Some Days are Quiet

Caregiving is a roller coaster, with days that go up and down. On some days there is nothing to report, like today. That's when it's time to sit back and reflect rather than conjure up something out of thin air. I'm sure I'll be here tomorrow with news from the past.

The Unwanted Bed Wedge and Donations

Today in 2014 I wrote that my parents decided to delay the arrival of the hospital bed, because that decision seems so final. Mom chose, instead, to obtain a wedge for the bed she shared with dad so she could sleep with her chest elevated to help her breate better. What a mistake that decision turned out to be. That wedge was huge, she used it once, and it stayed with us until my father died. 

The wedge was blue to match the bedroom walls, removeable fabric-covered foam, about 27° angle, and it took up more than 1/2 of my parents' queen-sized bed. When mom used it, she said the bottom of her spine hurt. I knew what she meant, and that position wasn't the best for her, or for anyone for that matter. But, since hospice ordered it and my parents didn't pay for it, they kept it.

Since that wedge stayed past dad's demise, it was up to me to decide what to do with that durn thing. I donated it. I hope it found a good home.

Speaking of donations, plan now to decide what you want to pass on to your friends, family, children, etc. and which things need to be donated. I had to make those decitions alone for both parents, as my siblings live out west and weren't part of the day-to-day plans and outcomes regarding either parents' deaths. My parents didn't say a word about most of their items, and I didn't know to ask. I wish I did. My life would be so much easier.

Even now, many of my parents' belongings are sitting quietly down in my basement, waiting for me to decide what to do with them.

Hospice Arrives and Our Brains Hurt

On this day, 12 January in 2014, my parents and I were introduced to hospice for the first time in our lives. Although my parents had already lost their parents, the only experience they had with hospice (that I remember) was when dad's brother engaged with hospice to help take care of his dying wife in 2007. We were intrigued, and lodged that possibility of help in the backs of our brains for future use. Now was the time to see if it would work.

I noted in a Facebook post that hospice nurses drilled my father and I with our parts in taking care of mom. Our days would be filled with counting sodium mg (3 grams per day max), liquids (no more than 1,500 ML per day), tactics on how to shoot saline into various tubes protruding from my mother's body, how to change dressings, and learning how to operate two different oxygen systems. Dad did panic once when he couldn't replace the cap correctly on mom's bile duct catheter, but he eventually got it. He also cooked most of the evening's dinner and I picked up a baked chicken at Kroger.

I don't know how many chickens we consumed during mom's illness and especially after she died, but that's a story in itself. I pray for all the chickens.

The man who brought the oxygen was entertaining. Dad had a great time talking with him. The parents had a gas fireplace, and the oxygen man was especially leery of that contraption, but dad promised they wouldn't turn it on while oxygen was in the room. We eventually stored the tanks in the corner of their master bedroom, and we "hid" the current oxygen tank in use behind the easy chair in the living room.
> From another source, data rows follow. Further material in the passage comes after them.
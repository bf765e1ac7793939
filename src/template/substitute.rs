use super::{BlockOrigin, TagObserver, TextBlock};
use serde_json::{Map, Value};

/// Ordered tag → replacement pairs.
///
/// Order matters: replacements run in insertion order over the
/// progressively rewritten block text.
#[derive(Debug, Clone, Default, PartialEq, Eq)]
pub struct SubstitutionMap {
    entries: Vec<(String, String)>,
}

impl SubstitutionMap {
    pub fn new() -> Self {
        Self::default()
    }

    /// Append a pair; empty tags are ignored since they would match everywhere
    pub fn push(&mut self, tag: impl Into<String>, replacement: impl Into<String>) {
        let tag = tag.into();
        if tag.is_empty() {
            return;
        }
        self.entries.push((tag, replacement.into()));
    }

    /// Build from a flat JSON object whose keys are literal tags (braces included)
    pub fn from_json_object(object: &Map<String, Value>) -> Self {
        let mut map = Self::new();
        for (tag, value) in object {
            map.push(tag.clone(), scalar_text(value));
        }
        map
    }

    pub fn iter(&self) -> impl Iterator<Item = (&str, &str)> {
        self.entries.iter().map(|(t, r)| (t.as_str(), r.as_str()))
    }

    pub fn len(&self) -> usize {
        self.entries.len()
    }

    pub fn is_empty(&self) -> bool {
        self.entries.is_empty()
    }
}

impl<K: Into<String>, V: Into<String>> FromIterator<(K, V)> for SubstitutionMap {
    fn from_iter<I: IntoIterator<Item = (K, V)>>(iter: I) -> Self {
        let mut map = Self::new();
        for (tag, replacement) in iter {
            map.push(tag, replacement);
        }
        map
    }
}

/// Render a JSON node as plain text: strings unquoted, scalars via their
/// JSON spelling, null and containers as empty text.
pub fn scalar_text(value: &Value) -> String {
    match value {
        Value::String(s) => s.clone(),
        Value::Number(n) => n.to_string(),
        Value::Bool(b) => b.to_string(),
        Value::Null | Value::Array(_) | Value::Object(_) => String::new(),
    }
}

/// New text for a block whose content changed
#[derive(Debug, Clone, PartialEq, Eq)]
pub struct Rewrite {
    /// Index of the block in the input sequence
    pub block: usize,
    pub origin: BlockOrigin,
    pub text: String,
}

/// Replace every literal occurrence of each tag, block by block.
///
/// Only blocks whose text actually changed produce a [`Rewrite`]. Each pair
/// is applied once to the text produced by the previous pairs, so a
/// replacement value is never re-scanned by its own tag.
pub fn substitute(
    blocks: &[TextBlock],
    map: &SubstitutionMap,
    observer: &dyn TagObserver,
) -> Vec<Rewrite> {
    let mut rewrites = Vec::new();

    for (index, block) in blocks.iter().enumerate() {
        observer.block_visited(index, block);

        let mut text = block.content.clone();
        for (tag, replacement) in map.iter() {
            if text.contains(tag) {
                observer.tag_replaced(tag, replacement);
                text = text.replace(tag, replacement);
            } else {
                observer.tag_missing(tag);
            }
        }

        if text != block.content {
            observer.block_rewritten(&block.content, &text);
            rewrites.push(Rewrite {
                block: index,
                origin: block.origin,
                text,
            });
        }
    }

    rewrites
}

/// Produce the rewritten block sequence
pub fn apply_rewrites(blocks: &[TextBlock], rewrites: &[Rewrite]) -> Vec<TextBlock> {
    let mut out = blocks.to_vec();
    for rewrite in rewrites {
        if let Some(block) = out.get_mut(rewrite.block) {
            block.content = rewrite.text.clone();
        }
    }
    out
}

#[cfg(test)]
mod tests {
    use super::*;
    use crate::template::NoopObserver;
    use pretty_assertions::assert_eq;
    use std::cell::RefCell;

    #[derive(Default)]
    struct Recorder {
        events: RefCell<Vec<String>>,
    }

    impl TagObserver for Recorder {
        fn tag_replaced(&self, tag: &str, replacement: &str) {
            self.events
                .borrow_mut()
                .push(format!("replace {} -> {}", tag, replacement));
        }

        fn tag_missing(&self, tag: &str) {
            self.events.borrow_mut().push(format!("missing {}", tag));
        }
    }

    fn run(blocks: &[TextBlock], map: &SubstitutionMap) -> Vec<TextBlock> {
        apply_rewrites(blocks, &substitute(blocks, map, &NoopObserver))
    }

    #[test]
    fn test_empty_map_is_identity() {
        let blocks = vec![
            TextBlock::paragraph(0, "Hello {{NAME}}"),
            TextBlock::paragraph(1, ""),
        ];
        let rewrites = substitute(&blocks, &SubstitutionMap::new(), &NoopObserver);
        assert!(rewrites.is_empty());
        assert_eq!(run(&blocks, &SubstitutionMap::new()), blocks);
    }

    #[test]
    fn test_hello_world_and_rerun_is_noop() {
        let blocks = vec![TextBlock::paragraph(0, "Hello {{NAME}}")];
        let map: SubstitutionMap = [("{{NAME}}", "World")].into_iter().collect();

        let once = run(&blocks, &map);
        assert_eq!(once[0].content, "Hello World");

        let again = substitute(&once, &map, &NoopObserver);
        assert!(again.is_empty());
    }

    #[test]
    fn test_replaces_every_occurrence() {
        let blocks = vec![TextBlock::paragraph(0, "{{A}}-{{A}}-{{B}}")];
        let map: SubstitutionMap = [("{{A}}", "x"), ("{{B}}", "y")].into_iter().collect();
        assert_eq!(run(&blocks, &map)[0].content, "x-x-y");
    }

    #[test]
    fn test_replacement_not_rescanned_by_same_tag() {
        let blocks = vec![TextBlock::paragraph(0, "{{A}}")];
        let map: SubstitutionMap = [("{{A}}", "{{A}}{{A}}")].into_iter().collect();
        assert_eq!(run(&blocks, &map)[0].content, "{{A}}{{A}}");
    }

    #[test]
    fn test_unmatched_tags_stay_verbatim() {
        let blocks = vec![TextBlock::paragraph(0, "{{A}} and {{Z}}")];
        let map: SubstitutionMap = [("{{A}}", "1")].into_iter().collect();
        assert_eq!(run(&blocks, &map)[0].content, "1 and {{Z}}");
    }

    #[test]
    fn test_only_changed_blocks_are_rewritten() {
        let blocks = vec![
            TextBlock::paragraph(0, "nothing here"),
            TextBlock::paragraph(1, "{{A}}"),
        ];
        let map: SubstitutionMap = [("{{A}}", "1")].into_iter().collect();
        let rewrites = substitute(&blocks, &map, &NoopObserver);
        assert_eq!(rewrites.len(), 1);
        assert_eq!(rewrites[0].block, 1);
        assert_eq!(rewrites[0].origin, BlockOrigin::Paragraph { index: 1 });
    }

    #[test]
    fn test_flat_json_keeps_declaration_order() {
        let object: Map<String, Value> =
            serde_json::from_str(r#"{"{{B}}": "{{A}}", "{{A}}": "done"}"#).unwrap();
        let map = SubstitutionMap::from_json_object(&object);
        let keys: Vec<&str> = map.iter().map(|(t, _)| t).collect();
        assert_eq!(keys, vec!["{{B}}", "{{A}}"]);

        // The second pair sees the output of the first
        let blocks = vec![TextBlock::paragraph(0, "{{B}}")];
        assert_eq!(run(&blocks, &map)[0].content, "done");
    }

    #[test]
    fn test_flat_json_scalars_render_as_text() {
        let object: Map<String, Value> =
            serde_json::from_str(r#"{"{{n}}": 42, "{{b}}": true, "{{z}}": null}"#).unwrap();
        let map = SubstitutionMap::from_json_object(&object);
        let values: Vec<&str> = map.iter().map(|(_, v)| v).collect();
        assert_eq!(values, vec!["42", "true", ""]);
    }

    #[test]
    fn test_empty_tag_is_ignored() {
        let map: SubstitutionMap = [("", "x")].into_iter().collect();
        assert!(map.is_empty());
    }

    #[test]
    fn test_observer_sees_replacements_and_misses() {
        let recorder = Recorder::default();
        let blocks = vec![TextBlock::paragraph(0, "{{A}}")];
        let map: SubstitutionMap = [("{{A}}", "1"), ("{{B}}", "2")].into_iter().collect();
        substitute(&blocks, &map, &recorder);
        assert_eq!(
            recorder.events.into_inner(),
            vec!["replace {{A}} -> 1".to_string(), "missing {{B}}".to_string()]
        );
    }
}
Now we waited for all the "contraptions" to arrive, including a hospital bed, shower chair, wheelchair, and walker. Mom was on cloud nine with all the attention, but when everyone left she became surly about the incoming items, especially the hospital bed. Dad insisted on it, though, because of all the conveniences it offered. Mom was insistent on where to place it. It would go into the living room, where anyone who visited could see it.

That hospital bed eventually became the center of attention.

The Hospital Releases Mom

 

On this day in 2014, mom was allowed to return home from the hospital after being in their bed for ten full days. We really didn't expect a release until Monday, as this hospital wasn't fond of releasing patients on weekends. Today in 2014 was a Saturday, and mom was released in the early evening...another oddity.

The doctors had put her on oxygen, as her oxygen levels were low. This situation occurs many times for long-term patients and/or those patients who suffer from lowered immune systems or failing organs. I think we all learned a lot about oxygen levels during the COVID pandemic in 2020.

I wrote that the transition to hospice would begin Sunday morning at 10 am., an appointment that will assess mom's home situation and to conduct patient intake. This is when the real journey begins, as every day was a challenge between my mother had her mercurial attitudes (which she had all her life, not just with the experience of dying), and with learning new medical procedures that I would need to conduct should hospice be unavailable for any reason.

I still have the memory of mom leaving the hospital. It was cold outside, and the nurses brought two blankets from the hospital, which I still have. Those are some great quality blankets right there.